**About this task**. The lines below should be written out again in full, exactly as they are.

══ Material to process

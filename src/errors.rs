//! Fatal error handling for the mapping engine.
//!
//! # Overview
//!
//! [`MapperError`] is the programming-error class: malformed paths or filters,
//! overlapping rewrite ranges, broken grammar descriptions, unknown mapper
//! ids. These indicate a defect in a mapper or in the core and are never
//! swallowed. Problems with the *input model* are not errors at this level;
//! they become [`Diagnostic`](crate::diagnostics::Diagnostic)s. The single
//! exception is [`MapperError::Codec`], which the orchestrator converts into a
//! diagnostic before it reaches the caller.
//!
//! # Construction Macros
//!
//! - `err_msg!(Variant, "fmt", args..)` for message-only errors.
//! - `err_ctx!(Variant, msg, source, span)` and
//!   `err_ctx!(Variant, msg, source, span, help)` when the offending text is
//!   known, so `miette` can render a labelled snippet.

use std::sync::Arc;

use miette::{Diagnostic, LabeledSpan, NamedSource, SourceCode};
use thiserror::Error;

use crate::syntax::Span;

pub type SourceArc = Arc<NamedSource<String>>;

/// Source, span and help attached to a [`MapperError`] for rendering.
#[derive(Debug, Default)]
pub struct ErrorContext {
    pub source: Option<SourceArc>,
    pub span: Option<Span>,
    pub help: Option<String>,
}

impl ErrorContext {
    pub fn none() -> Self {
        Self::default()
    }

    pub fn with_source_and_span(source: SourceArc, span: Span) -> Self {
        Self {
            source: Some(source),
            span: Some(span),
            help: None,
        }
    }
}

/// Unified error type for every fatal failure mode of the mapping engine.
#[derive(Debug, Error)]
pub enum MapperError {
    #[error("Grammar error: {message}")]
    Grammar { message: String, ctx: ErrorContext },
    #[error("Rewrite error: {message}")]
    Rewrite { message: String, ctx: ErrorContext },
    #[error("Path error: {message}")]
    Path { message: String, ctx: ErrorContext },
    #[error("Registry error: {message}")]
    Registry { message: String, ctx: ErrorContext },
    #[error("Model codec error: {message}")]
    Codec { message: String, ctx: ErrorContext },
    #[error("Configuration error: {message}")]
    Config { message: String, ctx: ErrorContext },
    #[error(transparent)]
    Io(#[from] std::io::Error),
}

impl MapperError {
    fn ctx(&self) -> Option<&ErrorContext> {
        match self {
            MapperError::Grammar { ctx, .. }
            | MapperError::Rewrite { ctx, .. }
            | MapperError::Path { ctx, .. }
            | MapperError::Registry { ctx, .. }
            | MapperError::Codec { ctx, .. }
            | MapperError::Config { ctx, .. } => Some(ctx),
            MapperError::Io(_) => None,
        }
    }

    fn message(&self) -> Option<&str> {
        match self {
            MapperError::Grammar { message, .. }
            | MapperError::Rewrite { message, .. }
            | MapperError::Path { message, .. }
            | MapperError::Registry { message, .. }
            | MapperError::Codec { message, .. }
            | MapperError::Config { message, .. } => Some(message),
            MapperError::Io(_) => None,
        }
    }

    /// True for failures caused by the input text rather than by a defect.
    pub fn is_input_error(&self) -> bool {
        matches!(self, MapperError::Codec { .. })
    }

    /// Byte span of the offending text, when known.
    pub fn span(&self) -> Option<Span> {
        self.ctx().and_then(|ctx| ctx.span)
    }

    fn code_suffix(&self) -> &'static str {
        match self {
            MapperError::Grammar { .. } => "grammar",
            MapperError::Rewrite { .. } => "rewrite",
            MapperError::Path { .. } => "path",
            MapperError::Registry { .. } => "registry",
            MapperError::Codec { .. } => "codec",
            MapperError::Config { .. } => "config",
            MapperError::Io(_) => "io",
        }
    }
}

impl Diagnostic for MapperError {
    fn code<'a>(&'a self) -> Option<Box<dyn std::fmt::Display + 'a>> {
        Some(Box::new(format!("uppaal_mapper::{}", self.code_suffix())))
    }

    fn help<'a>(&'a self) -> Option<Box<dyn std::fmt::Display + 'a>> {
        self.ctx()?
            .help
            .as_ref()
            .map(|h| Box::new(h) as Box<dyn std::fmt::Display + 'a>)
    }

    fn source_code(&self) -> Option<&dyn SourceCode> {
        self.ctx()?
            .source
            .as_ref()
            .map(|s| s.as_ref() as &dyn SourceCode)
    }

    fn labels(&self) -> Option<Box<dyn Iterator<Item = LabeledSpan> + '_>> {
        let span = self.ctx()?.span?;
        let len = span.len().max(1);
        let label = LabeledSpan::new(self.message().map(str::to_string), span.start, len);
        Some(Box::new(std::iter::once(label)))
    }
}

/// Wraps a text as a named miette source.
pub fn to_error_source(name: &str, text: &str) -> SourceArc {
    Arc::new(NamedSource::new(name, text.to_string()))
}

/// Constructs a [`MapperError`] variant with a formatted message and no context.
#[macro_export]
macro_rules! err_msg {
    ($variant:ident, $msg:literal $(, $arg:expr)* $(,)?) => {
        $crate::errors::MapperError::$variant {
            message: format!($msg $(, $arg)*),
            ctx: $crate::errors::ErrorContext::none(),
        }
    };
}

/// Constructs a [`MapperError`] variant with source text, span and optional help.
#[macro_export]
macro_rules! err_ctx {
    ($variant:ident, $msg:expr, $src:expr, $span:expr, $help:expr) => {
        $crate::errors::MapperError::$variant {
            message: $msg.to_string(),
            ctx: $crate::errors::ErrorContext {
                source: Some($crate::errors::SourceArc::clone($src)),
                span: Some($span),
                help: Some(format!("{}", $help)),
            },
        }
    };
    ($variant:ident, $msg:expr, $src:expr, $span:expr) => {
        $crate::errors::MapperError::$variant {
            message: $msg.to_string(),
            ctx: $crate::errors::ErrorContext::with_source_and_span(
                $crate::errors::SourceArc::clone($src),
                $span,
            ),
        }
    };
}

════

**Written response**.
filename src/errors.rs
//! Fatal error handling for the mapping engine.
//!
//! # Overview
//!
//! [`MapperError`] is the programming-error class: malformed paths or filters,
//! overlapping rewrite ranges, broken grammar descriptions, unknown mapper
//! ids. These indicate a defect in a mapper or in the core and are never
//! swallowed. Problems with the *input model* are not errors at this level;
//! they become [`Diagnostic`](crate::diagnostics::Diagnostic)s. The single
//! exception is [`MapperError::Codec`], which the orchestrator converts into a
//! diagnostic before it reaches the caller.
//!
//! # Construction Macros
//!
//! - `err_msg!(Variant, "fmt", args..)` for message-only errors.
//! - `err_ctx!(Variant, msg, source, span)` and
//!   `err_ctx!(Variant, msg, source, span, help)` when the offending text is
//!   known, so `miette` can render a labelled snippet.

use std::sync::Arc;

use miette::{Diagnostic, LabeledSpan, NamedSource, SourceCode};
use thiserror::Error;

use crate::syntax::Span;

pub type SourceArc = Arc<NamedSource<String>>;

/// Source, span and help attached to a [`MapperError`] for rendering.
#[derive(Debug, Default)]
pub struct ErrorContext {
    pub source: Option<SourceArc>,
    pub span: Option<Span>,
    pub help: Option<String>,
}

impl ErrorContext {
    pub fn none() -> Self {
        Self::default()
    }

    pub fn with_source_and_span(source: SourceArc, span: Span) -> Self {
        Self {
            source: Some(source),
            span: Some(span),
            help: None,
        }
    }
}

/// Unified error type for every fatal failure mode of the mapping engine.
#[derive(Debug, Error)]
pub enum MapperError {
    #[error("Grammar error: {message}")]
    Grammar { message: String, ctx: ErrorContext },
    #[error("Rewrite error: {message}")]
    Rewrite { message: String, ctx: ErrorContext },
    #[error("Path error: {message}")]
    Path { message: String, ctx: ErrorContext },
    #[error("Registry error: {message}")]
    Registry { message: String, ctx: ErrorContext },
    #[error("Model codec error: {message}")]
    Codec { message: String, ctx: ErrorContext },
    #[error("Configuration error: {message}")]
    Config { message: String, ctx: ErrorContext },
    #[error(transparent)]
    Io(#[from] std::io::Error),
}

impl MapperError {
    fn ctx(&self) -> Option<&ErrorContext> {
        match self {
            MapperError::Grammar { ctx, .. }
            | MapperError::Rewrite { ctx, .. }
            | MapperError::Path { ctx, .. }
            | MapperError::Registry { ctx, .. }
            | MapperError::Codec { ctx, .. }
            | MapperError::Config { ctx, .. } => Some(ctx),
            MapperError::Io(_) => None,
        }
    }

    fn message(&self) -> Option<&str> {
        match self {
            MapperError::Grammar { message, .. }
            | MapperError::Rewrite { message, .. }
            | MapperError::Path { message, .. }
            | MapperError::Registry { message, .. }
            | MapperError::Codec { message, .. }
            | MapperError::Config { message, .. } => Some(message),
            MapperError::Io(_) => None,
        }
    }

    /// True for failures caused by the input text rather than by a defect.
    pub fn is_input_error(&self) -> bool {
        matches!(self, MapperError::Codec { .. })
    }

    /// Byte span of the offending text, when known.
    pub fn span(&self) -> Option<Span> {
        self.ctx().and_then(|ctx| ctx.span)
    }

    fn code_suffix(&self) -> &'static str {
        match self {
            MapperError::Grammar { .. } => "grammar",
            MapperError::Rewrite { .. } => "rewrite",
            MapperError::Path { .. } => "path",
            MapperError::Registry { .. } => "registry",
            MapperError::Codec { .. } => "codec",
            MapperError::Config { .. } => "config",
            MapperError::Io(_) => "io",
        }
    }
}

impl Diagnostic for MapperError {
    fn code<'a>(&'a self) -> Option<Box<dyn std::fmt::Display + 'a>> {
        Some(Box::new(format!("uppaal_mapper::{}", self.code_suffix())))
    }

    fn help<'a>(&'a self) -> Option<Box<dyn std::fmt::Display + 'a>> {
        self.ctx()?
            .help
            .as_ref()
            .map(|h| Box::new(h) as Box<dyn std::fmt::Display + 'a>)
    }

    fn source_code(&self) -> Option<&dyn SourceCode> {
        self.ctx()?
            .source
            .as_ref()
            .map(|s| s.as_ref() as &dyn SourceCode)
    }

    fn labels(&self) -> Option<Box<dyn Iterator<Item = LabeledSpan> + '_>> {
        let span = self.ctx()?.span?;
        let len = span.len().max(1);
        let label = LabeledSpan::new(self.message().map(str::to_string), span.start, len);
        Some(Box::new(std::iter::once(label)))
    }
}

/// Wraps a text as a named miette source.
pub fn to_error_source(name: &str, text: &str) -> SourceArc {
    Arc::new(NamedSource::new(name, text.to_string()))
}

/// Constructs a [`MapperError`] variant with a formatted message and no context.
#[macro_export]
macro_rules! err_msg {
    ($variant:ident, $msg:literal $(, $arg:expr)* $(,)?) => {
        $crate::errors::MapperError::$variant {
            message: format!($msg $(, $arg)*),
            ctx: $crate::errors::ErrorContext::none(),
        }
    };
}

/// Constructs a [`MapperError`] variant with source text, span and optional help.
#[macro_export]
macro_rules! err_ctx {
    ($variant:ident, $msg:expr, $src:expr, $span:expr, $help:expr) => {
        $crate::errors::MapperError::$variant {
            message: $msg.to_string(),
            ctx: $crate::errors::ErrorContext {
                source: Some($crate::errors::SourceArc::clone($src)),
                span: Some($span),
                help: Some(format!("{}", $help)),
            },
        }
    };
    ($variant:ident, $msg:expr, $src:expr, $span:expr) => {
        $crate::errors::MapperError::$variant {
            message: $msg.to_string(),
            ctx: $crate::errors::ErrorContext::with_source_and_span(
                $crate::errors::SourceArc::clone($src),
                $span,
            ),
        }
    };
}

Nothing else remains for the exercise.